This article first appeared in the St. Louis Beacon, March 10, 2009 - The Missouri Republican Party has resurrected an old line of attack against U.S. Sen. Claire McCaskill, D-Mo., that failed to get much traction when it was first brought up more than two years ago.
The issue? Her husband's business interests in general, and a certain reinsurance company that he co-owns in Bermuda in particular.
Why bring it up again? Payback, explained Republican consultant John Hancock, who's somewhat of a political expert on the business dealings of McCaskill's spouse, Joseph Shepard, a highly successful businessman. (How successful is up in the air, because Shepard has never made public his tax returns, a longstanding sore spot for Republicans dying to look at them. The couple files separate returns.)
Last week, Hancock explained, McCaskill used the word "hypocrite'' to describe Senate Minority Leader Mitch McConnell, R-Ky., because he was attacking the Senate use of "earmarks" -- the practice of quietly designating a certain amount of money in a spending bill for a particular project, without going through the standard appropriations process.
McCaskill's implication was that McConnell uses earmarks.
"It takes a fair amount of gumption to call someone a hypocrite when on that very day you co-sponsor a bill against tax shelters, when you yourself own one,'' Hancock said. "That's why we went ape over it."
Shepard owns an interest in the Rural Housing Re-Insurance Co. of America Ltd., situated in Bermuda.
In an interview with Post-Dispatch reporter Virginia Young in 2006, Shepard said that he and other developers "created the Bermuda company in 1986 because the property insurance market was tight and apartment projects were unable to secure policies."
At the time, the couple said Shepard owned less than 6 percent of the company. McCaskill's latest financial disclosure report states that Shepard's share of the re-insurance company is worth as much as $1 million.
In an interview Saturday night at Democrat Days in Hannibal, McCaskill disputed GOP characterizations of the Bermuda company as a tax shelter. She said it was incorporated in Bermuda because that's where many re-insurance companies are situated. She cited various regulatory reasons. Hancock contends that the location is all about tax breaks.

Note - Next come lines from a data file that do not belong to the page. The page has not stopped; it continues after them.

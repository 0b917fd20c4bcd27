// src/services/lot_selector.rs

use sqlx::PgConnection;
use uuid::Uuid;

use crate::{common::error::AppError, db::InventoryRepository, models::inventory::Lot};

/// Quanto tirar de qual lote.
#[derive(Debug, Clone, Copy, PartialEq, Eq)]
pub struct LotAllocation {
    pub lot_id: Uuid,
    pub quantity: i32,
}

/// FEFO de lote único: entre os lotes que cobrem sozinhos a quantidade,
/// o de validade mais próxima (empate pelo id). Não divide entre lotes.
pub fn choose_lot(medication_id: Uuid, lots: &[Lot], required: i32) -> Result<LotAllocation, AppError> {
    if required <= 0 {
        return Err(AppError::InvalidMovement(format!(
            "required quantity must be positive, got {required}"
        )));
    }

    lots.iter()
        .filter(|lot| lot.medication_id == medication_id && lot.quantity >= required)
        .min_by_key(|lot| (lot.expiration_date, lot.id))
        .map(|lot| LotAllocation {
            lot_id: lot.id,
            quantity: required,
        })
        .ok_or_else(|| AppError::InsufficientStock {
            medication_id,
            requested: required,
            // Maior saldo de um único lote
            available: lots
                .iter()
                .filter(|lot| lot.medication_id == medication_id)
                .map(|lot| lot.quantity.max(0))
                .max()
                .unwrap_or(0),
        })
}

#[derive(Clone)]
pub struct LotSelector {
    repo: InventoryRepository,
}

impl LotSelector {
    pub fn new(repo: InventoryRepository) -> Self {
        Self { repo }
    }

    /// Trava os lotes com saldo (ordem FEFO) e escolhe de onde deduzir.
    pub async fn select(
        &self,
        conn: &mut PgConnection,
        medication_id: Uuid,
        required: i32,
    ) -> Result<Vec<LotAllocation>, AppError> {
        let lots = self.repo.lock_available_lots(&mut *conn, medication_id).await?;
        let allocation = choose_lot(medication_id, &lots, required)?;
        Ok(vec![allocation])
    }
}

#[cfg(test)]
mod tests {
    use super::*;
    use chrono::{NaiveDate, Utc};
    use proptest::prelude::*;
    use rust_decimal::Decimal;

    fn medication() -> Uuid {
        Uuid::from_u128(7)
    }

    fn lot(id: u128, quantity: i32, expiration: NaiveDate) -> Lot {
        Lot {
            id: Uuid::from_u128(id),
            medication_id: medication(),
            supplier_id: Uuid::nil(),
            lot_number: format!("L-{id}"),
            expiration_date: expiration,
            intake_date: NaiveDate::from_ymd_opt(2024, 1, 1).unwrap(),
            quantity,
            purchase_price: Decimal::ZERO,
            created_at: Utc::now(),
            updated_at: Utc::now(),
        }
    }

    fn date(y: i32, m: u32, d: u32) -> NaiveDate {
        NaiveDate::from_ymd_opt(y, m, d).unwrap()
    }

    #[test]
    fn picks_soonest_expiring_lot_that_covers_the_line() {
        let lots = vec![lot(1, 10, date(2025, 1, 1)), lot(2, 5, date(2025, 6, 1))];

        let chosen = choose_lot(medication(), &lots, 8).unwrap();

        assert_eq!(chosen.lot_id, Uuid::from_u128(1));
        assert_eq!(chosen.quantity, 8);
    }

    #[test]
    fn no_single_lot_covering_is_insufficient_stock() {
        // Depois da primeira dispensação: A ficou com 2, B com 5.
        let lots = vec![lot(1, 2, date(2025, 1, 1)), lot(2, 5, date(2025, 6, 1))];

        let err = choose_lot(medication(), &lots, 8).unwrap_err();

        match err {
            AppError::InsufficientStock { medication_id, requested, available } => {
                assert_eq!(medication_id, medication());
                assert_eq!(requested, 8);
                assert_eq!(available, 5);
            }
            other => panic!("unexpected error: {other:?}"),
        }
    }

    #[test]
    fn skips_earlier_lot_that_is_too_small() {
        let lots = vec![lot(1, 3, date(2025, 1, 1)), lot(2, 20, date(2025, 3, 1))];
        assert_eq!(choose_lot(medication(), &lots, 4).unwrap().lot_id, Uuid::from_u128(2));
    }

    #[test]
    fn empty_lots_and_bad_quantity() {
        assert!(matches!(
            choose_lot(medication(), &[], 1),
            Err(AppError::InsufficientStock { available: 0, .. })
        ));
        assert!(matches!(
            choose_lot(medication(), &[lot(1, 10, date(2025, 1, 1))], 0),
            Err(AppError::InvalidMovement(_))
        ));
    }

    proptest! {
        #[test]
        fn choice_is_earliest_expiring_sufficient_lot(
            specs in prop::collection::vec((0..30i32, 0..400i64), 1..12),
            required in 1..30i32,
        ) {
            let base = date(2025, 1, 1);
            let lots: Vec<Lot> = specs
                .iter()
                .enumerate()
                .map(|(i, (qty, days))| lot(i as u128 + 1, *qty, base + chrono::Duration::days(*days)))
                .collect();

            match choose_lot(medication(), &lots, required) {
                Ok(chosen) => {
                    let picked = lots.iter().find(|l| l.id == chosen.lot_id).unwrap();
                    prop_assert!(picked.quantity >= required);
                    for other in lots.iter().filter(|l| l.quantity >= required) {
                        prop_assert!(picked.expiration_date <= other.expiration_date);
                    }
                }
                Err(AppError::InsufficientStock { .. }) => {
                    prop_assert!(lots.iter().all(|l| l.quantity < required));
                }
                Err(other) => prop_assert!(false, "unexpected error: {:?}", other),
            }
        }
    }
}
// src/models/inventory.rs

use chrono::{DateTime, NaiveDate, Utc};
use rust_decimal::Decimal;
use serde::{Deserialize, Serialize};
use sqlx::FromRow;
use utoipa::ToSchema;
use uuid::Uuid;

// --- 1. Medicamentos (catálogo) ---
#[derive(Debug, Clone, Serialize, Deserialize, FromRow, ToSchema)]
#[serde(rename_all = "camelCase")]
pub struct Medication {
    pub id: Uuid,
    pub supplier_id: Uuid,
    #[schema(example = "Amoxicilina 250mg")]
    pub name: String,
    pub description: Option<String>,
    pub presentation: String,
    #[schema(example = "1200.00")]
    pub purchase_price: Decimal,
    #[schema(example = "2500.00")]
    pub sale_price: Decimal,
    #[schema(example = 10)]
    pub minimum_stock: i32,
    pub requires_prescription: bool,
    pub is_active: bool,
    pub created_at: DateTime<Utc>,
    pub updated_at: DateTime<Utc>,
}

// --- 2. Lotes ---
// A quantidade só muda através do livro-razão (LotLedger).
#[derive(Debug, Clone, Serialize, Deserialize, FromRow, ToSchema)]
#[serde(rename_all = "camelCase")]
pub struct Lot {
    pub id: Uuid,
    pub medication_id: Uuid,
    pub supplier_id: Uuid,
    #[schema(example = "L-2025-001")]
    pub lot_number: String,
    pub expiration_date: NaiveDate,
    pub intake_date: NaiveDate,
    #[schema(example = 50)]
    pub quantity: i32,
    pub purchase_price: Decimal,
    pub created_at: DateTime<Utc>,
    pub updated_at: DateTime<Utc>,
}

// --- 3. Movimentações ---
#[derive(Debug, Clone, Copy, Serialize, Deserialize, sqlx::Type, PartialEq, Eq, ToSchema)]
#[sqlx(type_name = "movement_kind", rename_all = "SCREAMING_SNAKE_CASE")] // Banco
#[serde(rename_all = "SCREAMING_SNAKE_CASE")] // JSON
pub enum MovementKind {
    Entry,
    Exit,
    Adjustment,
}

/// Registro imutável de uma variação de estoque.
/// Para ADJUSTMENT, `quantity` guarda o deslocamento com sinal efetivamente aplicado.
#[derive(Debug, Clone, Serialize, Deserialize, FromRow, ToSchema)]
#[serde(rename_all = "camelCase")]
pub struct Movement {
    pub id: Uuid,
    pub medication_id: Uuid,
    pub lot_id: Option<Uuid>,
    pub kind: MovementKind,
    pub quantity: i32,
    pub occurred_at: DateTime<Utc>,
    pub actor_id: Uuid,
    pub reference_document: Option<String>,
    pub reason: String,
    pub affects_stock: bool,
}

// Dados de um lote novo (a quantidade sempre nasce em zero).
#[derive(Debug, Clone)]
pub struct NewLot {
    pub lot_number: String,
    pub expiration_date: NaiveDate,
    pub supplier_id: Uuid,
    pub purchase_price: Decimal,
}

/// Saldo disponível de um medicamento, lote a lote (FEFO).
#[derive(Debug, Serialize, ToSchema)]
#[serde(rename_all = "camelCase")]
pub struct StockAvailability {
    pub medication: Medication,
    pub total_stock: i64,
    pub lots: Vec<Lot>,
    pub low_stock: bool,
}

/// Resultado de uma entrada de estoque.
#[derive(Debug, Serialize, ToSchema)]
#[serde(rename_all = "camelCase")]
pub struct EntryOutcome {
    pub lot: Lot,
    pub movement: Movement,
}

// --- 4. Entradas de serviço ---

/// Lote alvo de uma entrada: um já cadastrado ou um novo.
#[derive(Debug, Clone)]
pub enum LotSpec {
    Existing(Uuid),
    New(NewLot),
}

#[derive(Debug, Clone)]
pub struct EntryInput {
    pub lot: LotSpec,
    pub quantity: i32,
    pub reason: Option<String>,
    pub reference_document: Option<String>,
}

#[derive(Debug, Clone)]
pub struct ExitInput {
    /// Sem lote, o seletor FEFO decide.
    pub lot_id: Option<Uuid>,
    pub quantity: i32,
    pub reason: Option<String>,
    pub reference_document: Option<String>,
}
// src/services/auth.rs
//
// O login acontece em outro serviço; aqui só validamos (e, para testes e
// ferramentas internas, emitimos) o JWT com o papel do usuário.

use chrono::{Duration, Utc};
use jsonwebtoken::{decode, encode, DecodingKey, EncodingKey, Header, Validation};
use uuid::Uuid;

use crate::{
    common::error::AppError,
    models::auth::{Claims, CurrentUser, Role},
};

#[derive(Clone)]
pub struct AuthService {
    jwt_secret: String,
}

impl AuthService {
    pub fn new(jwt_secret: String) -> Self {
        Self { jwt_secret }
    }

    pub fn validate_token(&self, token: &str) -> Result<CurrentUser, AppError> {
        let validation = Validation::default();
        let token_data = decode::<Claims>(
            token,
            &DecodingKey::from_secret(self.jwt_secret.as_ref()),
            &validation,
        )
        .map_err(|_| AppError::InvalidToken)?;

        Ok(CurrentUser {
            id: token_data.claims.sub,
            role: token_data.claims.role,
        })
    }

    pub fn issue_token(&self, user_id: Uuid, role: Role, ttl: Duration) -> Result<String, AppError> {
        let now = Utc::now();
        let expires_at = now + ttl;

        let claims = Claims {
            sub: user_id,
            role,
            exp: expires_at.timestamp() as usize,
            iat: now.timestamp() as usize,
        };

        Ok(encode(
            &Header::default(),
            &claims,
            &EncodingKey::from_secret(self.jwt_secret.as_ref()),
        )?)
    }
}

#[cfg(test)]
mod tests {
    use super::*;

    #[test]
    fn issued_token_round_trips_user_and_role() {
        let service = AuthService::new("segredo-de-teste".into());
        let user_id = Uuid::new_v4();

        let token = service
            .issue_token(user_id, Role::Veterinarian, Duration::hours(1))
            .unwrap();
        let user = service.validate_token(&token).unwrap();

        assert_eq!(user.id, user_id);
        assert_eq!(user.role, Role::Veterinarian);
    }

    #[test]
    fn token_signed_with_another_secret_is_rejected() {
        let issuer = AuthService::new("outro-segredo".into());
        let token = issuer
            .issue_token(Uuid::new_v4(), Role::Admin, Duration::hours(1))
            .unwrap();

        let service = AuthService::new("segredo-de-teste".into());
        assert!(matches!(service.validate_token(&token), Err(AppError::InvalidToken)));
    }

    #[test]
    fn expired_token_is_rejected() {
        let service = AuthService::new("segredo-de-teste".into());
        let token = service
            .issue_token(Uuid::new_v4(), Role::Receptionist, Duration::hours(-2))
            .unwrap();

        assert!(matches!(service.validate_token(&token), Err(AppError::InvalidToken)));
    }
}
// src/docs.rs

use utoipa::OpenApi;
use utoipa::openapi::security::{Http, HttpAuthScheme, SecurityScheme};
use crate::handlers;
use crate::models;

#[derive(OpenApi)]
#[openapi(
    paths(
        handlers::health::health,

        // --- INVENTORY ---
        handlers::inventory::register_entry,
        handlers::inventory::register_exit,
        handlers::inventory::register_adjustment,
        handlers::inventory::get_stock,
        handlers::inventory::get_lot_movements,

        // --- CONSULTATIONS ---
        handlers::consultations::complete_consultation,
        handlers::consultations::register_prescription,
        handlers::consultations::get_consultation_prescription,

        // --- PRESCRIPTIONS ---
        handlers::prescriptions::complete_prescription,
        handlers::prescriptions::cancel_prescription,

        // --- VACCINATIONS ---
        handlers::vaccinations::apply_vaccination,
    ),
    components(
        schemas(
            // --- Inventory ---
            models::inventory::Medication,
            models::inventory::Lot,
            models::inventory::MovementKind,
            models::inventory::Movement,
            models::inventory::StockAvailability,
            models::inventory::EntryOutcome,

            // --- Clinical ---
            models::clinical::ConsultationStatus,
            models::clinical::ConsultationKind,
            models::clinical::Consultation,
            models::clinical::HistoryEntry,
            models::clinical::HistoryWriteKind,
            models::clinical::WeightLog,
            models::clinical::CompletedConsultation,
            models::clinical::PrescriptionStatus,
            models::clinical::Prescription,
            models::clinical::PrescriptionLine,
            models::clinical::PrescriptionDetail,
            models::clinical::PrescriptionCompletion,
            models::clinical::VaccinationRecord,
            models::clinical::VaccinationOutcome,

            // --- Auth ---
            models::auth::Role,

            // --- Payloads ---
            handlers::inventory::RegisterEntryPayload,
            handlers::inventory::RegisterExitPayload,
            handlers::inventory::AdjustmentMode,
            handlers::inventory::RegisterAdjustmentPayload,
            handlers::consultations::CompleteConsultationPayload,
            handlers::consultations::PrescriptionLinePayload,
            handlers::consultations::RegisterPrescriptionPayload,
            handlers::vaccinations::ApplyVaccinationPayload,
        )
    ),
    tags(
        (name = "Health", description = "Status do Servidor"),
        (name = "Inventory", description = "Estoque de Medicamentos por Lote"),
        (name = "Consultations", description = "Conclusão de Consultas e Receitas"),
        (name = "Prescriptions", description = "Dispensação de Receitas"),
        (name = "Vaccinations", description = "Aplicação de Vacinas")
    ),
    modifiers(&SecurityAddon)
)]
pub struct ApiDoc;

struct SecurityAddon;

impl utoipa::Modify for SecurityAddon {
    fn modify(&self, openapi: &mut utoipa::openapi::OpenApi) {
        let components = openapi.components.get_or_insert_with(Default::default);
        components.add_security_scheme(
            "api_jwt",
            SecurityScheme::Http(
                Http::new(HttpAuthScheme::Bearer)
            ),
        );
    }
}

(Click here to see a snippet of McCaskill's explanation Saturday to reporters, as recorded by KY3's Dave Catanese.)
Still, with McCaskill not up for re-election until 2012, the question remains: Why bring up the issue now -- and with no new information -- when it didn't work before?
Hancock now is a consultant for a Republican seeking to join McCaskill in the Senate in 2010, U.S. Rep. Roy Blunt, R-Strafford.
Going after McCaskill may be a Republican attempt to discourage her involvement on behalf of the only announced Democratic contender for the 2010 seat, Secretary of State Robin Carnahan.
At Saturday night's banquet, McCaskill certainly lobbed several verbal jabs at Blunt, who she characterized as a Washington insider more familiar with lobbyists on K Street than average folk on Main Street. (And don't forget that McCaskill lost a nasty contest for governor in 2004 against Blunt's son, Matt Blunt.)
So maybe the GOP's resurrected attacks against McCaskill are about payback. But perhaps it's not just McConnell's honor that prompted it.